Im Grunde sei der im Fachjournal „Science Advances“ beschriebene Ansatz eine „mehr oder weniger zufällige Entdeckung“ gewesen – „wie so oft in der Wissenschaft“, so Martin Kaltenbrunner von der Abteilung Physik der Weichen Materie der Uni Linz gegenüber der APA. Das Thema Pilze sei schon seit einiger Zeit im Fokus des Instituts, allerdings in anderen Zusammenhängen, wie etwa der Nutzung von Myzelium-Materialien als Styropor-Alternative zur Isolation in der Bauwirtschaft.

In der neuen Studie sah sich das Team um Erstautorin Doris Danninger und Studien Erstautor Roland Pruckner Pilze auch durch die Brille der nachhaltigen Elektronik an.

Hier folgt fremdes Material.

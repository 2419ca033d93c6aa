//! Account field rules.

use std::sync::LazyLock;

use regex::{Regex, RegexBuilder};

/// Avatar assigned to accounts that never set one.
pub const DEFAULT_AVATAR: &str = "https://via.placeholder.com/150";

/// Minimum accepted plaintext password length, in characters.
pub const MIN_PASSWORD_LEN: usize = 6;

/// Canonical form used for storage and lookup: trimmed and lower-cased.
/// Uniqueness of emails is case-insensitive because of this.
pub fn normalize_email(email: &str) -> String {
    email.trim().to_lowercase()
}

/// `word([.-]?word)*@word([.-]?word)*(.xx|.xxx)+` with ASCII word characters.
static EMAIL_RE: LazyLock<Option<Regex>> = LazyLock::new(|| {
    RegexBuilder::new(r"^\w+([.-]?\w+)*@\w+([.-]?\w+)*(\.\w{2,3})+$")
        .unicode(false)
        .build()
        .ok()
});

/// Validate an (already normalized) email address.
pub fn is_valid_email(email: &str) -> bool {
    EMAIL_RE.as_ref().is_some_and(|re| re.is_match(email))
}

/// Display names are trimmed; an empty result is not a name.
pub fn normalize_name(name: &str) -> Option<String> {
    let trimmed = name.trim();
    (!trimmed.is_empty()).then(|| trimmed.to_owned())
}
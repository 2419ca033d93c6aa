use chrono::{DateTime, Utc};
use uuid::Uuid;

use movieapp_domain::rating::Rating;

/// Longest comment accepted on a published review.
pub const MAX_COMMENT_LEN: usize = 1000;

/// A user account together with its embedded collections.
#[derive(Debug, Clone)]
pub struct User {
    pub id: Uuid,
    pub name: String,
    /// Stored lowercase.
    pub email: String,
    pub password_hash: String,
    pub avatar: String,
    pub watchlist: Vec<MovieEntry>,
    pub favorites: Vec<MovieEntry>,
    pub reviews: Vec<ReviewEntry>,
    pub created_at: DateTime<Utc>,
    pub updated_at: DateTime<Utc>,
}

impl User {
    pub fn profile(&self) -> PublicUser {
        PublicUser {
            id: self.id,
            name: self.name.clone(),
            email: self.email.clone(),
            avatar: self.avatar.clone(),
        }
    }
}

/// The user fields safe to hand back to clients.
#[derive(Debug, Clone, PartialEq, Eq)]
pub struct PublicUser {
    pub id: Uuid,
    pub name: String,
    pub email: String,
    pub avatar: String,
}

/// A movie saved to a watchlist or favorites list.
#[derive(Debug, Clone, PartialEq, Eq)]
pub struct MovieEntry {
    pub movie_id: i32,
    pub title: String,
    pub poster: Option<String>,
    pub added_at: DateTime<Utc>,
}

/// A review embedded in the author's own record.
#[derive(Debug, Clone, PartialEq, Eq)]
pub struct ReviewEntry {
    pub movie_id: i32,
    pub movie_title: String,
    pub rating: Rating,
    pub comment: String,
    pub created_at: DateTime<Utc>,
}

/// A standalone review that can be listed under its movie.
#[derive(Debug, Clone, PartialEq, Eq)]
pub struct PublishedReview {
    pub id: Uuid,
    pub user_id: Uuid,
    pub movie_id: i32,
    pub movie_title: String,
    pub movie_poster: Option<String>,
    pub rating: Rating,
    pub comment: String,
    pub liked_by: Vec<Uuid>,
    pub is_public: bool,
    pub created_at: DateTime<Utc>,
    pub updated_at: DateTime<Utc>,
}

impl PublishedReview {
    /// Private reviews are only visible to their author.
    pub fn visible_to(&self, user_id: Uuid) -> bool {
        self.is_public || self.user_id == user_id
    }
}

/// Listing endpoints offered by the movie metadata provider.
#[derive(Debug, Clone, Copy, PartialEq, Eq)]
pub enum MovieListing {
    Popular,
    TopRated,
    Upcoming,
}

impl MovieListing {
    pub fn path(self) -> &'static str {
        match self {
            Self::Popular => "/movie/popular",
            Self::TopRated => "/movie/top_rated",
            Self::Upcoming => "/movie/upcoming",
        }
    }
}
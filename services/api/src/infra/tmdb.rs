use std::time::Duration;

use anyhow::Context as _;
use reqwest::Client;
use serde_json::Value;

use crate::domain::repository::MovieCatalogPort;
use crate::domain::types::MovieListing;
use crate::error::ApiError;

/// Per-request timeout for provider calls.
pub const TMDB_TIMEOUT: Duration = Duration::from_secs(10);

/// HTTP client implementing `MovieCatalogPort` against a TMDB-compatible API.
#[derive(Clone)]
pub struct TmdbClient {
    client: Client,
    base_url: String,
    api_key: String,
}

impl std::fmt::Debug for TmdbClient {
    fn fmt(&self, f: &mut std::fmt::Formatter<'_>) -> std::fmt::Result {
        f.debug_struct("TmdbClient")
            .field("base_url", &self.base_url)
            .finish_non_exhaustive()
    }
}

impl TmdbClient {
    pub fn new(base_url: &str, api_key: &str) -> anyhow::Result<Self> {
        let client = Client::builder()
            .timeout(TMDB_TIMEOUT)
            .build()
            .context("build TMDB HTTP client")?;
        Ok(Self {
            client,
            base_url: base_url.trim_end_matches('/').to_owned(),
            api_key: api_key.to_owned(),
        })
    }

    /// GET `path` with the API key and `params`, returning the JSON body untouched.
    async fn get(&self, path: &str, params: &[(&str, String)]) -> Result<Value, ApiError> {
        let url = format!("{}{}", self.base_url, path);
        let fetch = async {
            self.client
                .get(&url)
                .query(&[("api_key", self.api_key.as_str())])
                .query(params)
                .send()
                .await?
                .error_for_status()?
                .json::<Value>()
                .await
        };
        // Strip the URL so the API key never reaches the logs.
        fetch
            .await
            .map_err(|e| e.without_url())
            .with_context(|| format!("GET {path}"))
            .map_err(ApiError::Upstream)
    }
}

impl MovieCatalogPort for TmdbClient {
    async fn search(&self, query: &str, page: u32) -> Result<Value, ApiError> {
        self.get(
            "/search/movie",
            &[
                ("query", query.to_owned()),
                ("page", page.to_string()),
                ("include_adult", "false".to_owned()),
            ],
        )
        .await
    }

    async fn details(&self, movie_id: i32) -> Result<Value, ApiError> {
        self.get(
            &format!("/movie/{movie_id}"),
            &[("append_to_response", "videos,credits,reviews".to_owned())],
        )
        .await
    }

    async fn listing(&self, listing: MovieListing, page: u32) -> Result<Value, ApiError> {
        self.get(listing.path(), &[("page", page.to_string())]).await
    }

    async fn genres(&self) -> Result<Value, ApiError> {
        self.get("/genre/movie/list", &[]).await
    }

    async fn by_genre(&self, genre_id: i32, page: u32) -> Result<Value, ApiError> {
        self.get(
            "/discover/movie",
            &[
                ("with_genres", genre_id.to_string()),
                ("page", page.to_string()),
            ],
        )
        .await
    }
}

Dabei stellten die Forscherinnen und Forscher fest, dass der Glänzende Lackporling an der Oberfläche seines Nährmediums eine geschlossene Myzelium-Haut ausbildet, um sich vor Krankheitserregern oder anderen Pilzen zu schützen, so Kaltenbrunner. Diese Haut entpuppte sich als leicht abnehm- und weiterverarbeitbar. Es handle sich um eine „geniale Barriere“.

Möglicher Ersatz für Polymere

Die Pilzhaut sei für die Vorhaben der Wissenschaftler sogar direkt verwendbar und müsse nur getrocknet werden. Man könne die Haut zum Beispiel als flexible Leiterplatte verwenden, „um dann Elektronik darauf zu fertigen“. Es gebe zwar schon seit längerem Elektronik beispielsweise auf Papier. Die Herstellung des Zellstoffes ist aber energieintensiv und „nicht wirklich nachhaltig. Unsere Pilzhäute brauchen nur Abfallholz und wachsen darauf“, so Kaltenbrunner.

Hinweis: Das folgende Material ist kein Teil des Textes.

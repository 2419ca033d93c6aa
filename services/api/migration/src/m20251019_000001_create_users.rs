use sea_orm_migration::prelude::*;

#[derive(DeriveMigrationName)]
pub struct Migration;

#[async_trait::async_trait]
impl MigrationTrait for Migration {
    async fn up(&self, manager: &SchemaManager) -> Result<(), DbErr> {
        manager
            .create_table(
                Table::create()
                    .table(Users::Table)
                    .if_not_exists()
                    .col(ColumnDef::new(Users::Id).uuid().not_null().primary_key())
                    .col(ColumnDef::new(Users::Name).string().not_null())
                    .col(ColumnDef::new(Users::Email).string().not_null().unique_key())
                    .col(ColumnDef::new(Users::PasswordHash).string().not_null())
                    .col(ColumnDef::new(Users::Avatar).string().not_null())
                    .col(
                        ColumnDef::new(Users::Watchlist)
                            .json_binary()
                            .not_null()
                            .default(Expr::cust("'[]'::jsonb")),
                    )
                    .col(
                        ColumnDef::new(Users::Favorites)
                            .json_binary()
                            .not_null()
                            .default(Expr::cust("'[]'::jsonb")),
                    )
                    .col(
                        ColumnDef::new(Users::Reviews)
                            .json_binary()
                            .not_null()
                            .default(Expr::cust("'[]'::jsonb")),
                    )
                    .col(
                        ColumnDef::new(Users::CreatedAt)
                            .timestamp_with_time_zone()
                            .not_null()
                            .default(Expr::current_timestamp()),
                    )
                    .col(
                        ColumnDef::new(Users::UpdatedAt)
                            .timestamp_with_time_zone()
                            .not_null()
                            .default(Expr::current_timestamp()),
                    )
                    .to_owned(),
            )
            .await
    }

    async fn down(&self, manager: &SchemaManager) -> Result<(), DbErr> {
        manager
            .drop_table(Table::drop().table(Users::Table).to_owned())
            .await
    }
}

#[derive(Iden)]
enum Users {
    Table,
    Id,
    Name,
    Email,
    PasswordHash,
    Avatar,
    Watchlist,
    Favorites,
    Reviews,
    CreatedAt,
    UpdatedAt,
}
//! Domain types shared across the MovieApp crates.
//!
//! Pure types and rules with no framework dependencies. Safe to import from
//! `usecase/` and `domain/` layers as well as handlers.

pub mod collection;
pub mod pagination;
pub mod rating;
pub mod user;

Durch seine Eigenschaften, wie Robustheit, Flexibilität oder Hitzebeständigkeit könnte das Material zum Ersatz für Polymere werden, die aktuell bei flexiblen Elektronikbauteilen zum Einsatz kommen. Für jede Art von Leiterplatten gelte, dass es sich um Verbundmaterialien handelt, die sich in der Regel nicht wieder bzw. nur sehr schwer auftrennen, recyceln oder abbauen lassen, erklärte Kaltenbrunner. Die biologisch abbaubare Pilzhaut entpuppe sich nun als echte Alternative.

Hitzebeständig bis zu 250 Grad

Die Linzer Forscherinnen und Forscher denken im ersten Schritt an Anwendungen am Körper etwa in der Medizintechnik, wo solche Bauteile vor allem über Zeiträume von bis zu einem Jahr funktionieren müssen. „Wir haben jetzt zum Beispiel Annäherungs- oder Feuchtesensoren gemacht – das funktioniert auch gut.“ Das wurde realisiert, indem „relativ konventionelle Elektronikchips“ auf den Myzelium-Träger aufgelötet wurden, so der Wissenschaftler.

Die Pilzhaut sei auch erstaunlich hitzebeständig – eine wichtige Voraussetzung, um Schaltkreise zu bauen. Temperaturen von bis 250 Grad Celsius könnten ihr nichts anhaben. Das Material sei zudem attraktiv, um daraus neuartige Batterien zu entwickeln, die hauptsächlich aus Myzelium bestehen, und somit Elektronik kabellos betreiben können. Erste Ansätze verfolgen die Wissenschaftler bereits.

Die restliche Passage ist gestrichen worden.